Data for processing

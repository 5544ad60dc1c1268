use super::{
    ArticleStore,
    CommentStore,
    InteractionStore,
    check_ancestors,
    check_path,
    resolve_placement,
};
use crate::{
    common::{
        article::{Article, ArticleForm, Study, StudyForm, normalize_default_comments, slugify},
        comment::{CommentInsertForm, DbComment, Polarity, display_name},
        interaction::{Interaction, InteractionForm, InteractionQuery},
        newtypes::{ArticleId, CommentId, InteractionId, StudyId},
    },
    error::{BackendResult, NotFoundError},
};
use chrono::Utc;
use log::debug;
use parking_lot::RwLock;
use std::collections::BTreeMap;

/// Keeps everything in process memory. Used for development and tests, data is lost when
/// the process exits.
#[derive(Default)]
pub struct MemoryStore {
    tables: RwLock<Tables>,
}

#[derive(Default)]
struct Tables {
    articles: BTreeMap<i32, Article>,
    studies: BTreeMap<i32, Study>,
    /// Insertion order of comments is kept in `comment_order`.
    comments: BTreeMap<CommentId, DbComment>,
    comment_order: Vec<CommentId>,
    interactions: Vec<Interaction>,
}

impl Tables {
    fn next_id<T>(map: &BTreeMap<i32, T>) -> i32 {
        map.keys().next_back().map(|id| id + 1).unwrap_or(1)
    }

    fn comment_in_article(&self, article_id: ArticleId, id: &CommentId) -> Option<&DbComment> {
        self.comments.get(id).filter(|c| c.article_id == article_id)
    }
}

impl CommentStore for MemoryStore {
    fn save(&self, form: CommentInsertForm) -> BackendResult<CommentId> {
        let mut tables = self.tables.write();
        if !tables.articles.contains_key(&form.article_id.0) {
            return Err(NotFoundError(format!("article {}", form.article_id)).into());
        }
        let placement = resolve_placement(form.article_id, &form.ancestor_ids, |id| {
            Ok(tables.comments.get(id).cloned())
        })?;
        let id = CommentId::generate();
        let row = DbComment {
            id: id.clone(),
            article_id: form.article_id,
            parent_id: placement.parent_id,
            grand_parent_id: placement.grand_parent_id,
            depth: placement.depth,
            content: form.content,
            name: display_name(form.name.as_deref()),
            upvotes: 0,
            downvotes: 0,
            response_id: form.response_id,
            created_at: Utc::now(),
        };
        tables.comments.insert(id.clone(), row);
        tables.comment_order.push(id.clone());
        Ok(id)
    }

    fn delete(
        &self,
        article_id: ArticleId,
        comment_id: &CommentId,
        parent_id: Option<&CommentId>,
        grand_parent_id: Option<&CommentId>,
    ) -> BackendResult<usize> {
        let mut tables = self.tables.write();
        let Some(row) = tables.comment_in_article(article_id, comment_id) else {
            debug!("Comment {comment_id} already deleted");
            return Ok(0);
        };
        check_path(row, parent_id, grand_parent_id)?;

        // Collect descendants, deepest first so that no reply is left without its parent
        let mut doomed: Vec<&DbComment> = tables
            .comments
            .values()
            .filter(|c| {
                c.parent_id.as_ref() == Some(comment_id)
                    || c.grand_parent_id.as_ref() == Some(comment_id)
            })
            .collect();
        doomed.sort_by(|a, b| b.depth.cmp(&a.depth));
        let mut doomed: Vec<CommentId> = doomed.into_iter().map(|c| c.id.clone()).collect();
        doomed.push(comment_id.clone());

        for id in &doomed {
            tables.comments.remove(id);
        }
        tables.comment_order.retain(|id| !doomed.contains(id));
        Ok(doomed.len())
    }

    fn update_votes(
        &self,
        article_id: ArticleId,
        comment_id: &CommentId,
        polarity: Polarity,
        delta: i32,
        ancestor_ids: &[CommentId],
    ) -> BackendResult<bool> {
        if comment_id.is_seed() {
            debug!("Not persisting {polarity} on default comment {comment_id}");
            return Ok(false);
        }
        let mut tables = self.tables.write();
        let row = tables
            .comments
            .get_mut(comment_id)
            .filter(|c| c.article_id == article_id)
            .ok_or_else(|| NotFoundError(format!("comment {comment_id}")))?;
        check_ancestors(row, ancestor_ids)?;
        let counter = match polarity {
            Polarity::Upvotes => &mut row.upvotes,
            Polarity::Downvotes => &mut row.downvotes,
        };
        *counter = (*counter + delta).max(0);
        Ok(true)
    }

    fn read(&self, article_id: ArticleId, comment_id: &CommentId) -> BackendResult<DbComment> {
        let tables = self.tables.read();
        Ok(tables
            .comment_in_article(article_id, comment_id)
            .cloned()
            .ok_or_else(|| NotFoundError(format!("comment {comment_id}")))?)
    }

    fn list_for_article(&self, article_id: ArticleId) -> BackendResult<Vec<DbComment>> {
        let tables = self.tables.read();
        Ok(tables
            .comment_order
            .iter()
            .filter_map(|id| tables.comment_in_article(article_id, id))
            .cloned()
            .collect())
    }
}

impl ArticleStore for MemoryStore {
    fn create_article(&self, form: ArticleForm) -> BackendResult<Article> {
        let default_comments = normalize_default_comments(form.default_comments)?;
        let mut tables = self.tables.write();
        if let Some(study_id) = form.study_id {
            if !tables.studies.contains_key(&study_id.0) {
                return Err(NotFoundError(format!("study {}", study_id.0)).into());
            }
        }
        let id = Tables::next_id(&tables.articles);
        let article = Article {
            id: ArticleId(id),
            slug: slugify(&form.title),
            title: form.title,
            author: form.author,
            text: form.text,
            study_id: form.study_id,
            show_default_comments: form.show_default_comments,
            default_comments,
            published: Utc::now(),
        };
        tables.articles.insert(id, article.clone());
        Ok(article)
    }

    fn read_article(&self, id: ArticleId) -> BackendResult<Article> {
        Ok(self
            .tables
            .read()
            .articles
            .get(&id.0)
            .cloned()
            .ok_or_else(|| NotFoundError(format!("article {id}")))?)
    }

    fn list_articles(&self, study_id: Option<StudyId>) -> BackendResult<Vec<Article>> {
        Ok(self
            .tables
            .read()
            .articles
            .values()
            .filter(|a| study_id.is_none() || a.study_id == study_id)
            .cloned()
            .collect())
    }

    fn create_study(&self, form: StudyForm) -> BackendResult<Study> {
        let mut tables = self.tables.write();
        let id = Tables::next_id(&tables.studies);
        let study = Study {
            id: StudyId(id),
            name: form.name,
            description: form.description,
            published: Utc::now(),
        };
        tables.studies.insert(id, study.clone());
        Ok(study)
    }

    fn read_study(&self, id: StudyId) -> BackendResult<Study> {
        Ok(self
            .tables
            .read()
            .studies
            .get(&id.0)
            .cloned()
            .ok_or_else(|| NotFoundError(format!("study {}", id.0)))?)
    }

    fn list_studies(&self) -> BackendResult<Vec<Study>> {
        Ok(self.tables.read().studies.values().cloned().collect())
    }
}

impl InteractionStore for MemoryStore {
    fn log_interaction(&self, form: InteractionForm) -> BackendResult<Interaction> {
        let mut tables = self.tables.write();
        let interaction = Interaction {
            id: InteractionId(tables.interactions.len() as i32 + 1),
            user_id: form.user_id,
            response_id: form.response_id,
            study_id: form.study_id,
            study_name: form.study_name,
            article_id: form.article_id,
            article_title: form.article_title,
            action: form.action,
            details: form.details,
            url: form.url,
            ip_address: form.ip_address,
            timestamp: Utc::now(),
        };
        tables.interactions.push(interaction.clone());
        Ok(interaction)
    }

    fn list_interactions(&self, query: &InteractionQuery) -> BackendResult<Vec<Interaction>> {
        Ok(self
            .tables
            .read()
            .interactions
            .iter()
            .filter(|i| query.matches(i))
            .cloned()
            .collect())
    }
}

#[cfg(test)]
mod test {
    use super::*;
    use crate::common::ANONYMOUS_NAME;
    use pretty_assertions::assert_eq;

    fn store_with_article() -> BackendResult<(MemoryStore, ArticleId)> {
        let store = MemoryStore::default();
        let article = store.create_article(ArticleForm {
            title: "Local election results".to_string(),
            author: "Newsroom".to_string(),
            text: "Turnout was high.".to_string(),
            study_id: None,
            show_default_comments: true,
            default_comments: vec![],
        })?;
        Ok((store, article.id))
    }

    fn form(article_id: ArticleId, content: &str, ancestor_ids: Vec<CommentId>) -> CommentInsertForm {
        CommentInsertForm {
            article_id,
            content: content.to_string(),
            name: None,
            ancestor_ids,
            response_id: None,
        }
    }

    #[test]
    fn test_save_nested() -> BackendResult<()> {
        let (store, article_id) = store_with_article()?;
        let top = store.save(form(article_id, "Great read", vec![]))?;
        let reply = store.save(form(article_id, "Agreed", vec![top.clone()]))?;
        let sub = store.save(form(article_id, "Same", vec![top.clone(), reply.clone()]))?;

        let sub = store.read(article_id, &sub)?;
        assert_eq!(2, sub.depth);
        assert_eq!(Some(reply.clone()), sub.parent_id);
        assert_eq!(Some(top.clone()), sub.grand_parent_id);
        assert_eq!(ANONYMOUS_NAME, sub.name);
        assert_eq!(3, store.list_for_article(article_id)?.len());

        // fourth level is not allowed
        let too_deep = store.save(form(article_id, "x", vec![top.clone(), reply, sub.id]));
        assert!(too_deep.is_err());
        // ancestor path must match the stored chain
        let other = store.save(form(article_id, "Other", vec![]))?;
        let wrong_path = store.save(form(article_id, "x", vec![other, top]));
        assert!(wrong_path.is_err());
        Ok(())
    }

    #[test]
    fn test_save_rejects_unknown_parent() -> BackendResult<()> {
        let (store, article_id) = store_with_article()?;
        let res = store.save(form(article_id, "x", vec![CommentId::from("missing")]));
        assert!(res.is_err_and(|e| e.is_not_found()));
        let res = store.save(form(article_id, "x", vec![CommentId::seed(0)]));
        assert!(res.is_err());
        let res = store.save(form(ArticleId(99), "x", vec![]));
        assert!(res.is_err());
        Ok(())
    }

    #[test]
    fn test_delete_cascades() -> BackendResult<()> {
        let (store, article_id) = store_with_article()?;
        let top = store.save(form(article_id, "Great read", vec![]))?;
        let reply = store.save(form(article_id, "Agreed", vec![top.clone()]))?;
        store.save(form(article_id, "Same", vec![top.clone(), reply.clone()]))?;
        let other = store.save(form(article_id, "Unrelated", vec![]))?;

        assert_eq!(3, store.delete(article_id, &top, None, None)?);
        let remaining = store.list_for_article(article_id)?;
        assert_eq!(1, remaining.len());
        assert_eq!(other, remaining[0].id);
        assert_eq!(0, store.delete(article_id, &top, None, None)?);
        Ok(())
    }

    #[test]
    fn test_delete_checks_path() -> BackendResult<()> {
        let (store, article_id) = store_with_article()?;
        let top = store.save(form(article_id, "Great read", vec![]))?;
        let reply = store.save(form(article_id, "Agreed", vec![top.clone()]))?;
        let res = store.delete(article_id, &reply, Some(&reply), None);
        assert!(res.is_err());
        assert_eq!(1, store.delete(article_id, &reply, Some(&top), None)?);
        Ok(())
    }

    #[test]
    fn test_update_votes() -> BackendResult<()> {
        let (store, article_id) = store_with_article()?;
        let top = store.save(form(article_id, "Great read", vec![]))?;
        assert!(store.update_votes(article_id, &top, Polarity::Upvotes, 1, &[])?);
        assert!(store.update_votes(article_id, &top, Polarity::Downvotes, -1, &[])?);
        let row = store.read(article_id, &top)?;
        assert_eq!(1, row.upvotes);
        assert_eq!(0, row.downvotes);

        assert!(!store.update_votes(article_id, &CommentId::seed(1), Polarity::Upvotes, 1, &[])?);
        Ok(())
    }

    #[test]
    fn test_interactions_filter() -> BackendResult<()> {
        let (store, article_id) = store_with_article()?;
        for action in ["view_article", "vote", "vote"] {
            store.log_interaction(InteractionForm {
                user_id: "browser".to_string(),
                response_id: None,
                study_id: None,
                study_name: None,
                article_id: Some(article_id),
                article_title: None,
                action: action.to_string(),
                details: serde_json::Value::Null,
                url: None,
                ip_address: None,
            })?;
        }
        let query = InteractionQuery {
            action: Some("vote".to_string()),
            ..Default::default()
        };
        assert_eq!(2, store.list_interactions(&query)?.len());
        assert_eq!(3, store.list_interactions(&InteractionQuery::default())?.len());
        Ok(())
    }
}
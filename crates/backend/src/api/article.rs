use super::{AdminExt, validate_not_empty};
use crate::{
    flags::CookieFlags,
    interactions::{LogEntry, RequestMeta, log_interaction},
};
use axum::{
    Json,
    extract::{Query, State},
};
use axum_extra::extract::cookie::CookieJar;
use axum_macros::debug_handler;
use threadlab_api_client::article::{
    CreateArticleParams,
    CreateStudyParams,
    GetArticleParams,
    ListArticlesParams,
};
use threadlab_database::{
    common::{
        article::{Article, ArticleForm, ArticleView, Study, StudyForm},
        interaction::InteractionAction,
    },
    error::BackendResult,
    impls::{ThreadlabContext, tree::build_comment_tree},
    utils::empty_to_none,
};
use threadlab_discussion::voting::show_own_seed_votes;

/// Article with the live comment tree. Seed comments are part of the article, unless it
/// disables them, and include the votes of this browser.
#[debug_handler]
pub(super) async fn get_article(
    meta: RequestMeta,
    jar: CookieJar,
    State(context): State<ThreadlabContext>,
    Query(mut params): Query<GetArticleParams>,
) -> BackendResult<Json<ArticleView>> {
    let article = context.store.read_article(params.id)?;
    let comments = build_comment_tree(&*context.store, article.id)?;
    empty_to_none(&mut params.response_id);
    let mut entry = LogEntry::new(InteractionAction::ViewArticle, &article);
    entry.response_id = params.response_id;
    log_interaction(&context, &meta, entry);

    let mut view = ArticleView::for_reader(article, comments);
    let flags = CookieFlags::new(jar, context.conf.options.secure_cookies);
    show_own_seed_votes(&flags, view.article.id, &mut view.article.default_comments);
    Ok(Json(view))
}

#[debug_handler]
pub(super) async fn list_articles(
    State(context): State<ThreadlabContext>,
    Query(params): Query<ListArticlesParams>,
) -> BackendResult<Json<Vec<Article>>> {
    Ok(Json(context.store.list_articles(params.study_id)?))
}

#[debug_handler]
pub(super) async fn create_article(
    _admin: AdminExt,
    State(context): State<ThreadlabContext>,
    Json(params): Json<CreateArticleParams>,
) -> BackendResult<Json<Article>> {
    validate_not_empty(&params.title)?;
    if let Some(study_id) = params.study_id {
        context.store.read_study(study_id)?;
    }
    let form = ArticleForm {
        title: params.title.trim().to_string(),
        author: params.author,
        text: params.text,
        study_id: params.study_id,
        show_default_comments: params.show_default_comments,
        default_comments: params.default_comments,
    };
    Ok(Json(context.store.create_article(form)?))
}

#[debug_handler]
pub(super) async fn create_study(
    _admin: AdminExt,
    State(context): State<ThreadlabContext>,
    Json(params): Json<CreateStudyParams>,
) -> BackendResult<Json<Study>> {
    validate_not_empty(&params.name)?;
    let form = StudyForm {
        name: params.name.trim().to_string(),
        description: params.description,
    };
    Ok(Json(context.store.create_study(form)?))
}

#[debug_handler]
pub(super) async fn list_studies(
    State(context): State<ThreadlabContext>,
) -> BackendResult<Json<Vec<Study>>> {
    Ok(Json(context.store.list_studies()?))
}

What the task asks
Among the lines above, repeat exactly those from the line with "Polarity::Upvotes => &mut" to the line with "fn read(&self, article_id: ArticleId, comment_id: &CommentId)", counting both ends.

Exercise result
            Polarity::Upvotes => &mut row.upvotes,
            Polarity::Downvotes => &mut row.downvotes,
        };
        *counter = (*counter + delta).max(0);
        Ok(true)
    }

    fn read(&self, article_id: ArticleId, comment_id: &CommentId) -> BackendResult<DbComment> {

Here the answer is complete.